THE PROBLEM: In the entries below, count every line containing "provides". Reply with the number alone.

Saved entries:
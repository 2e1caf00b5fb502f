//! Headless presentation layer for the explore screen
//!
//! Row view data, reusable row slots guarded against stale image arrivals,
//! the background image loader and content-item actions. Rendering is plain
//! text; a graphical front end would consume the same pieces.

mod action;
mod loader;
mod row;
mod screen;
mod slot;

pub use action::{activate, ActionDispatcher, LogDispatcher};
pub use loader::{DrainStats, ImageLoader, LoadedImage};
pub use row::{render_row, strip_markup, CardRow, RowButton};
pub use screen::{ExploreScreen, ScreenEvent, ScreenStatus, RETRY_MESSAGE};
pub use slot::{ImageApply, RowSlot, MIN_IMAGE_HEIGHT};
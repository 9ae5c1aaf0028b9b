//! Application layer: Use cases orchestrating domain and ports.

mod prediction;

pub use prediction::PredictionService;
//! Domain layer: Core business types and logic.
//!
//! This module contains pure Rust types with no external dependencies.
//! The feature encoding lives here because it is a contract with the
//! model artifact, not an implementation detail of any adapter.

mod observation;
mod prediction;

pub use observation::{
    ChestPainType, ClinicalObservation, FeatureVector, RestingEcg, Sex, StSlope, FEATURE_NAMES,
};
pub use prediction::{DecisionThreshold, PredictionResult, RiskLevel};
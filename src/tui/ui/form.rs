//! Clinical observation input form.
//!
//! Numeric attributes are typed in and range-checked on submit; enum
//! attributes are cycled through a fixed option list, so a value
//! outside the declared domain cannot be entered at all.

use ratatui::{
    layout::{Constraint, Direction, Layout, Rect},
    text::{Line, Span},
    widgets::{Block, Borders, Paragraph},
    Frame,
};

use crate::domain::{ChestPainType, ClinicalObservation, RestingEcg, Sex, StSlope};
use crate::tui::styles::ClinicTheme;

/// Input widget kind for one form field.
#[derive(Debug, Clone)]
pub enum FieldInput {
    /// Whole-number entry with an inclusive range
    Integer { value: String, min: u32, max: u32 },
    /// Decimal entry with an inclusive range
    Decimal { value: String, min: f64, max: f64 },
    /// Selection cycled through a fixed option list
    Choice {
        options: Vec<&'static str>,
        selected: usize,
    },
}

/// Form field definition
#[derive(Debug, Clone)]
pub struct FormField {
    pub label: &'static str,
    pub hint: &'static str,
    pub input: FieldInput,
}

/// Observation form state
pub struct ObservationFormState {
    pub fields: Vec<FormField>,
    pub selected_field: usize,
    pub error_message: Option<String>,
}

fn integer_field(label: &'static str, hint: &'static str, min: u32, max: u32) -> FormField {
    FormField {
        label,
        hint,
        input: FieldInput::Integer {
            value: String::new(),
            min,
            max,
        },
    }
}

fn decimal_field(label: &'static str, hint: &'static str, min: f64, max: f64) -> FormField {
    FormField {
        label,
        hint,
        input: FieldInput::Decimal {
            value: String::new(),
            min,
            max,
        },
    }
}

fn choice_field(label: &'static str, hint: &'static str, options: Vec<&'static str>) -> FormField {
    FormField {
        label,
        hint,
        input: FieldInput::Choice {
            options,
            selected: 0,
        },
    }
}

impl Default for ObservationFormState {
    fn default() -> Self {
        // Field order mirrors the feature vector contract.
        Self {
            fields: vec![
                integer_field("Age", "years (20-80)", 20, 80),
                choice_field("Sex", "", Sex::ALL.iter().map(|s| s.label()).collect()),
                choice_field(
                    "Chest Pain Type",
                    "",
                    ChestPainType::ALL.iter().map(|c| c.label()).collect(),
                ),
                integer_field("Resting BP", "mmHg (60-200)", 60, 200),
                integer_field("Cholesterol", "mg/dl (60-600)", 60, 600),
                choice_field("Fasting Sugar > 120", "", vec!["No", "Yes"]),
                choice_field(
                    "Resting ECG",
                    "",
                    RestingEcg::ALL.iter().map(|e| e.label()).collect(),
                ),
                integer_field("Max Heart Rate", "bpm (60-220)", 60, 220),
                choice_field("Exercise Angina", "", vec!["No", "Yes"]),
                decimal_field("Oldpeak", "ST depression (0.0-6.0)", 0.0, 6.0),
                choice_field(
                    "ST Slope",
                    "",
                    StSlope::ALL.iter().map(|s| s.label()).collect(),
                ),
            ],
            selected_field: 0,
            error_message: None,
        }
    }
}
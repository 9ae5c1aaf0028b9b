//! Prediction result view.

use ratatui::{
    layout::{Alignment, Constraint, Direction, Layout, Rect},
    text::{Line, Span},
    widgets::{Block, Borders, Gauge, Paragraph},
    Frame,
};

use crate::domain::{DecisionThreshold, PredictionResult};
use crate::tui::styles::ClinicTheme;

/// Outcome shown on the result screen.
#[derive(Debug, Clone)]
pub enum ResultState {
    /// Prediction completed
    Complete { result: PredictionResult },
    /// Prediction failed; no default result is ever substituted
    Failed { message: String },
}

/// Render the prediction result view
pub fn render_result(
    f: &mut Frame,
    area: Rect,
    state: &ResultState,
    threshold: DecisionThreshold,
) {
    let chunks = Layout::default()
        .direction(Direction::Vertical)
        .constraints([
            Constraint::Length(3), // Header
            Constraint::Min(0),    // Content
            Constraint::Length(3), // Footer
        ])
        .split(area);

    render_result_header(f, chunks[0]);
    match state {
        ResultState::Complete { result } => render_complete(f, chunks[1], result, threshold),
        ResultState::Failed { message } => render_failed(f, chunks[1], message),
    }
    render_result_footer(f, chunks[2], state);
}

fn render_result_header(f: &mut Frame, area: Rect) {
    let header = Paragraph::new(Line::from(vec![
        Span::styled(" ", ClinicTheme::text()),
        Span::styled("Prediction Result", ClinicTheme::title()),
        Span::styled(" │ Heart Disease Risk", ClinicTheme::text_secondary()),
    ]))
    .block(
        Block::default()
            .borders(Borders::BOTTOM)
            .border_style(ClinicTheme::border()),
    );

    f.render_widget(header, area);
}

fn render_complete(
    f: &mut Frame,
    area: Rect,
    result: &PredictionResult,
    threshold: DecisionThreshold,
) {
    let block = Block::default()
        .title(Span::styled(" Risk Assessment ", ClinicTheme::subtitle()))
        .borders(Borders::ALL)
        .border_style(ClinicTheme::border_focused());

    let inner = block.inner(area);
    f.render_widget(block, area);

    let chunks = Layout::default()
        .direction(Direction::Vertical)
        .constraints([
            Constraint::Length(4), // Risk level
            Constraint::Length(4), // Probability gauge
            Constraint::Length(2), // Threshold line
            Constraint::Min(0),    // Recommendations
        ])
        .margin(1)
        .split(inner);

    let risk_style = ClinicTheme::risk_level(result.risk_level);

    let risk_display = Paragraph::new(vec![
        Line::from(Span::styled(
            format!("Risk Level: {}", result.risk_level),
            risk_style.add_modifier(ratatui::style::Modifier::BOLD),
        )),
        Line::from(Span::styled(
            result.risk_level.description(),
            ClinicTheme::text_secondary(),
        )),
    ])
    .alignment(Alignment::Center);
    f.render_widget(risk_display, chunks[0]);

    let prob_gauge = Gauge::default()
        .block(
            Block::default()
                .title(Span::styled(
                    " Disease Probability ",
                    ClinicTheme::text_secondary(),
                ))
                .borders(Borders::ALL)
                .border_style(ClinicTheme::border()),
        )
        .gauge_style(risk_style)
        .percent(result.probability_percent.clamp(0.0, 100.0) as u16)
        .label(format!("{:.2}%", result.probability_percent));
    f.render_widget(prob_gauge, chunks[1]);

    let threshold_line = Paragraph::new(Line::from(vec![
        Span::styled("Decision threshold: ", ClinicTheme::text_secondary()),
        Span::styled(
            format!("{:.0}%", threshold.value() * 100.0),
            ClinicTheme::text(),
        ),
        Span::styled("   Evaluated: ", ClinicTheme::text_secondary()),
        Span::styled(
            result.evaluated_at.format("%Y-%m-%d %H:%M UTC").to_string(),
            ClinicTheme::text_muted(),
        ),
    ]))
    .alignment(Alignment::Center);
    f.render_widget(threshold_line, chunks[2]);

    let mut lines = vec![Line::from(Span::styled(
        "Recommendations",
        ClinicTheme::subtitle(),
    ))];
    for item in result.risk_level.recommendations() {
        lines.push(Line::from(vec![
            Span::styled("  • ", risk_style),
            Span::styled(*item, ClinicTheme::text()),
        ]));
    }
    let recommendations = Paragraph::new(lines);
    f.render_widget(recommendations, chunks[3]);
}

fn render_failed(f: &mut Frame, area: Rect, message: &str) {
    let content = Paragraph::new(vec![
        Line::from(""),
        Line::from(Span::styled("! Prediction Failed", ClinicTheme::danger())),
        Line::from(""),
        Line::from(Span::styled(message, ClinicTheme::text())),
    ])
    .alignment(Alignment::Center)
    .block(
        Block::default()
            .borders(Borders::ALL)
            .border_style(ClinicTheme::danger()),
    );

    f.render_widget(content, area);
}

fn render_result_footer(f: &mut Frame, area: Rect, state: &ResultState) {
    let content = match state {
        ResultState::Complete { .. } => Line::from(vec![
            Span::styled("[N] ", ClinicTheme::key_hint()),
            Span::styled("New Prediction ", ClinicTheme::key_desc()),
            Span::styled("[Esc] ", ClinicTheme::key_hint()),
            Span::styled("Back", ClinicTheme::key_desc()),
        ]),
        ResultState::Failed { .. } => Line::from(vec![
            Span::styled("[Enter] ", ClinicTheme::key_hint()),
            Span::styled("Back to Form ", ClinicTheme::key_desc()),
            Span::styled("[Esc] ", ClinicTheme::key_hint()),
            Span::styled("Back", ClinicTheme::key_desc()),
        ]),
    };

    let footer = Paragraph::new(content).block(
        Block::default()
            .borders(Borders::TOP)
            .border_style(ClinicTheme::border()),
    );

    f.render_widget(footer, area);
}
//! Adapters layer: Concrete implementations of ports.
//!
//! - `logistic`: standardized logistic regression loaded from a JSON
//!   model artifact exported by the training pipeline.

pub mod logistic;

pub use logistic::LogisticModel;
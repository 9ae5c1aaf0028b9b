//! Prediction service: Orchestrates one risk classification.
//!
//! Each invocation is stateless and independent: encode the
//! observation, ask the classifier for a probability, apply the
//! decision threshold. No retries, no fallback result.

use std::sync::Arc;

use crate::domain::{ClinicalObservation, DecisionThreshold, PredictionResult};
use crate::ports::Classifier;
use crate::CardioscreenError;

/// Service for running risk classification.
///
/// The classifier is an explicitly injected dependency rather than a
/// process-wide global, so tests can substitute a stub.
pub struct PredictionService<C>
where
    C: Classifier,
{
    classifier: Arc<C>,
    threshold: DecisionThreshold,
}

impl<C> PredictionService<C>
where
    C: Classifier,
{
    /// Create a new prediction service.
    pub fn new(classifier: Arc<C>, threshold: DecisionThreshold) -> Self {
        Self {
            classifier,
            threshold,
        }
    }

    /// The active decision threshold.
    #[must_use]
    pub fn threshold(&self) -> DecisionThreshold {
        self.threshold
    }

    /// Run one risk classification on a clinical observation.
    ///
    /// Fails fast on an out-of-range observation rather than encoding
    /// it: a silently misencoded vector has no visible symptom. A
    /// classifier failure propagates unchanged; this service never
    /// substitutes a default risk level.
    ///
    /// # Errors
    /// Returns error if the observation is out of range or the
    /// classifier cannot produce a probability.
    pub fn predict(
        &self,
        observation: &ClinicalObservation,
    ) -> Result<PredictionResult, CardioscreenError> {
        observation
            .validate()
            .map_err(|errors| CardioscreenError::Validation(errors.join(", ")))?;

        let vector = observation.encode();

        let probability = self.classifier.probability_of_positive_class(&vector)?;

        let result = PredictionResult::from_probability(probability, self.threshold);

        tracing::info!(
            "Prediction complete: probability={:.2}%, risk={}",
            result.probability_percent,
            result.risk_level
        );

        Ok(result)
    }
}

#[cfg(test)]
mod tests {
    use super::*;
    use crate::domain::{
        ChestPainType, FeatureVector, RestingEcg, RiskLevel, Sex, StSlope,
    };
    use crate::ports::ClassifierError;

    /// Stub returning a fixed probability for any vector.
    struct FixedClassifier {
        probability: f64,
    }

    impl Classifier for FixedClassifier {
        fn probability_of_positive_class(
            &self,
            _vector: &FeatureVector,
        ) -> Result<f64, ClassifierError> {
            Ok(self.probability)
        }
    }

    /// Stub that always fails.
    struct BrokenClassifier;

    impl Classifier for BrokenClassifier {
        fn probability_of_positive_class(
            &self,
            _vector: &FeatureVector,
        ) -> Result<f64, ClassifierError> {
            Err(ClassifierError::Inference("stub failure".into()))
        }
    }

    fn sample_observation() -> ClinicalObservation {
        ClinicalObservation {
            age: 40,
            sex: Sex::Male,
            chest_pain_type: ChestPainType::TypicalAngina,
            resting_bp: 120,
            cholesterol: 200,
            fasting_blood_sugar_high: false,
            resting_ecg: RestingEcg::Normal,
            max_heart_rate: 150,
            exercise_induced_angina: false,
            oldpeak: 0.0,
            st_slope: StSlope::Upsloping,
        }
    }

    fn service(probability: f64) -> PredictionService<FixedClassifier> {
        PredictionService::new(
            Arc::new(FixedClassifier { probability }),
            DecisionThreshold::new(0.7).expect("valid threshold"),
        )
    }

    #[test]
    fn test_high_risk_above_threshold() {
        let result = service(0.85)
            .predict(&sample_observation())
            .expect("prediction succeeds");
        assert!((result.probability_percent - 85.0).abs() < 1e-9);
        assert_eq!(result.risk_level, RiskLevel::High);
    }

    #[test]
    fn test_low_risk_below_threshold() {
        let result = service(0.5)
            .predict(&sample_observation())
            .expect("prediction succeeds");
        assert!((result.probability_percent - 50.0).abs() < 1e-9);
        assert_eq!(result.risk_level, RiskLevel::Low);
    }

    #[test]
    fn test_probability_equal_to_threshold_is_low() {
        let result = service(0.7)
            .predict(&sample_observation())
            .expect("prediction succeeds");
        assert_eq!(result.risk_level, RiskLevel::Low);
    }

    #[test]
    fn test_out_of_range_observation_fails_fast() {
        let mut obs = sample_observation();
        obs.cholesterol = 40;
        let err = service(0.5).predict(&obs).expect_err("must fail fast");
        assert!(matches!(err, CardioscreenError::Validation(_)));
    }

    #[test]
    fn test_classifier_failure_propagates() {
        let svc = PredictionService::new(Arc::new(BrokenClassifier), DecisionThreshold::default());
        let err = svc
            .predict(&sample_observation())
            .expect_err("failure must propagate");
        assert!(matches!(err, CardioscreenError::Classifier(_)));
    }
}
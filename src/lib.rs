//! # Cardioscreen
//!
//! Heart disease risk screening in the terminal, driven by a
//! pre-trained binary classifier.
//!
//! This crate provides:
//! - Deterministic encoding of clinical observations into the feature
//!   vector the classifier was trained on
//! - Fixed-threshold risk classification (HIGH/LOW)
//! - Terminal UI for local-only use
//!
//! ## Architecture
//!
//! The crate follows Hexagonal Architecture:
//! - `domain`: Core business types (ClinicalObservation, FeatureVector, PredictionResult)
//! - `ports`: Trait definitions for external capabilities (the classifier)
//! - `adapters`: Concrete implementations (logistic model artifact)
//! - `application`: Use cases orchestrating domain and ports
//! - `tui`: Terminal user interface

pub mod adapters;
pub mod application;
pub mod domain;
pub mod ports;
pub mod tui;

pub use domain::{ClinicalObservation, FeatureVector, PredictionResult, RiskLevel};

/// Result type for Cardioscreen operations
pub type Result<T> = std::result::Result<T, CardioscreenError>;

/// Main error type for Cardioscreen
#[derive(Debug, thiserror::Error)]
pub enum CardioscreenError {
    #[error("Classifier error: {0}")]
    Classifier(#[from] ports::ClassifierError),

    #[error("Invalid observation: {0}")]
    Validation(String),

    #[error("IO error: {0}")]
    Io(#[from] std::io::Error),

    #[error("Serialization error: {0}")]
    Serialization(#[from] serde_json::Error),
}
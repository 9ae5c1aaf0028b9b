//! Cardioscreen: Heart disease risk screening in the terminal.
//!
//! Main entry point for the terminal application.

use anyhow::Result;
use std::io::IsTerminal;
use tracing_subscriber::{layer::SubscriberExt, util::SubscriberInitExt, EnvFilter};

use cardioscreen::tui::App;

fn main() -> Result<()> {
    // Initialize logging.
    //
    // IMPORTANT: writing logs to the terminal will corrupt the TUI (alternate screen).
    // Default behavior:
    // - interactive TTY: log to a file
    // - non-interactive: log to stdout
    let log_mode =
        std::env::var("CARDIOSCREEN_LOG_MODE").unwrap_or_else(|_| "auto".to_string());

    let interactive = std::io::stdout().is_terminal();
    let use_file = match log_mode.as_str() {
        "file" => true,
        "stdout" => false,
        // auto
        _ => interactive,
    };

    let (writer, _guard) = if use_file {
        let log_file = std::env::var("CARDIOSCREEN_LOG_FILE")
            .unwrap_or_else(|_| "cardioscreen.log".to_string());

        if let Some(parent) = std::path::Path::new(&log_file).parent() {
            // Best-effort: don't fail startup just because the directory is missing.
            let _ = std::fs::create_dir_all(parent);
        }

        let file = std::fs::OpenOptions::new()
            .create(true)
            .append(true)
            .open(&log_file)?;
        tracing_appender::non_blocking(file)
    } else {
        tracing_appender::non_blocking(std::io::stdout())
    };

    tracing_subscriber::registry()
        .with(EnvFilter::try_from_default_env().unwrap_or_else(|_| EnvFilter::new("info")))
        .with(tracing_subscriber::fmt::layer().with_writer(writer))
        .init();

    tracing::info!("Starting cardioscreen...");

    // Run the TUI application
    let mut app = App::new()?;
    app.run()?;

    tracing::info!("Cardioscreen shutdown complete.");
    Ok(())
}
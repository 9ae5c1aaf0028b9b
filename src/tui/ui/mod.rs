//! UI module: View components for the TUI.

pub mod form;
pub mod result;

use ratatui::{
    layout::Rect,
    text::{Line, Span},
    widgets::{Block, Borders, Paragraph, Wrap},
    Frame,
};

use crate::tui::styles::ClinicTheme;

pub fn render_disclaimer(f: &mut Frame, area: Rect) {
    let text = vec![Line::from(vec![Span::styled(
        "DISCLAIMER: This tool provides indicative estimates and does not replace professional medical evaluation.",
        ClinicTheme::text_muted(),
    )])];

    let block = Block::default()
        .borders(Borders::TOP)
        .border_style(ClinicTheme::border());

    let p = Paragraph::new(text).block(block).wrap(Wrap { trim: true });

    f.render_widget(p, area);
}
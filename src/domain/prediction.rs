//! Prediction result types.
//!
//! Represents the output of the risk classification: a probability and
//! the discrete risk level derived from the decision threshold.

use serde::{Deserialize, Serialize};

/// Risk level classification for heart disease.
#[derive(Debug, Clone, Copy, PartialEq, Eq, Serialize, Deserialize)]
pub enum RiskLevel {
    /// Low risk of heart disease
    Low,
    /// High risk, intervention recommended
    High,
}

impl RiskLevel {
    /// Get a human-readable description.
    #[must_use]
    pub fn description(&self) -> &'static str {
        match self {
            Self::Low => "Low risk - Routine maintenance recommended",
            Self::High => "High risk - Cardiologist referral advised",
        }
    }

    /// Recommendation lines shown with the result.
    ///
    /// Selected purely from the risk level; the literal text is
    /// presentation detail.
    #[must_use]
    pub fn recommendations(&self) -> &'static [&'static str] {
        match self {
            Self::High => &[
                "Schedule an appointment with a cardiologist for detailed evaluation",
                "Monitor blood pressure and cholesterol levels regularly",
                "Consider lifestyle modifications including diet and exercise",
            ],
            Self::Low => &[
                "Maintain regular health check-ups",
                "Continue healthy lifestyle habits",
                "Stay physically active",
            ],
        }
    }
}

impl std::fmt::Display for RiskLevel {
    fn fmt(&self, f: &mut std::fmt::Formatter<'_>) -> std::fmt::Result {
        match self {
            Self::Low => write!(f, "LOW"),
            Self::High => write!(f, "HIGH"),
        }
    }
}

/// Probability cutoff above which risk is classified HIGH.
///
/// Recognized open range (0, 1); the comparison is strict, so a
/// probability exactly equal to the threshold yields LOW.
#[derive(Debug, Clone, Copy, PartialEq, Serialize, Deserialize)]
pub struct DecisionThreshold(f64);

impl DecisionThreshold {
    /// Default cutoff matching the deployed model's operating point.
    pub const DEFAULT: Self = Self(0.7);

    /// Create a threshold, rejecting values outside (0, 1).
    ///
    /// # Errors
    /// Returns a message naming the offending value.
    pub fn new(value: f64) -> Result<Self, String> {
        if value.is_finite() && value > 0.0 && value < 1.0 {
            Ok(Self(value))
        } else {
            Err(format!("Threshold {value} outside recognized range (0, 1)"))
        }
    }

    /// The raw cutoff value.
    #[must_use]
    pub fn value(&self) -> f64 {
        self.0
    }

    /// Classify a probability against this threshold.
    #[must_use]
    pub fn classify(&self, probability: f64) -> RiskLevel {
        if probability > self.0 {
            RiskLevel::High
        } else {
            RiskLevel::Low
        }
    }
}

impl Default for DecisionThreshold {
    fn default() -> Self {
        Self::DEFAULT
    }
}

/// Result of one risk classification.
#[derive(Debug, Clone, Serialize, Deserialize)]
pub struct PredictionResult {
    /// Positive-class probability as a percentage (0.0 to 100.0)
    pub probability_percent: f64,

    /// Risk classification against the decision threshold
    pub risk_level: RiskLevel,

    /// Timestamp of evaluation (display metadata only)
    pub evaluated_at: chrono::DateTime<chrono::Utc>,
}

impl PredictionResult {
    /// Derive a result from a raw probability and the active threshold.
    #[must_use]
    pub fn from_probability(probability: f64, threshold: DecisionThreshold) -> Self {
        Self {
            probability_percent: probability * 100.0,
            risk_level: threshold.classify(probability),
            evaluated_at: chrono::Utc::now(),
        }
    }
}

#[cfg(test)]
mod tests {
    use super::*;

    #[test]
    fn test_threshold_comparison_is_strict() {
        let threshold = DecisionThreshold::new(0.7).expect("valid threshold");
        assert_eq!(threshold.classify(0.7), RiskLevel::Low);
        assert_eq!(threshold.classify(0.7000001), RiskLevel::High);
    }

    #[test]
    fn test_risk_is_monotonic_in_probability() {
        let threshold = DecisionThreshold::default();
        let mut previous = RiskLevel::Low;
        for i in 0..=100 {
            let level = threshold.classify(f64::from(i) / 100.0);
            assert!(
                !(previous == RiskLevel::High && level == RiskLevel::Low),
                "risk level dropped as probability rose"
            );
            previous = level;
        }
    }

    #[test]
    fn test_threshold_rejects_out_of_range() {
        assert!(DecisionThreshold::new(0.0).is_err());
        assert!(DecisionThreshold::new(1.0).is_err());
        assert!(DecisionThreshold::new(-0.2).is_err());
        assert!(DecisionThreshold::new(f64::NAN).is_err());
        assert!(DecisionThreshold::new(0.5).is_ok());
    }

    #[test]
    fn test_result_from_probability() {
        let result = PredictionResult::from_probability(0.85, DecisionThreshold::default());
        assert!((result.probability_percent - 85.0).abs() < 1e-9);
        assert_eq!(result.risk_level, RiskLevel::High);
    }

    #[test]
    fn test_recommendations_follow_risk_level() {
        assert!(RiskLevel::High.recommendations()[0].contains("cardiologist"));
        assert!(RiskLevel::Low.recommendations()[0].contains("check-ups"));
    }
}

FINAL ANSWER: 2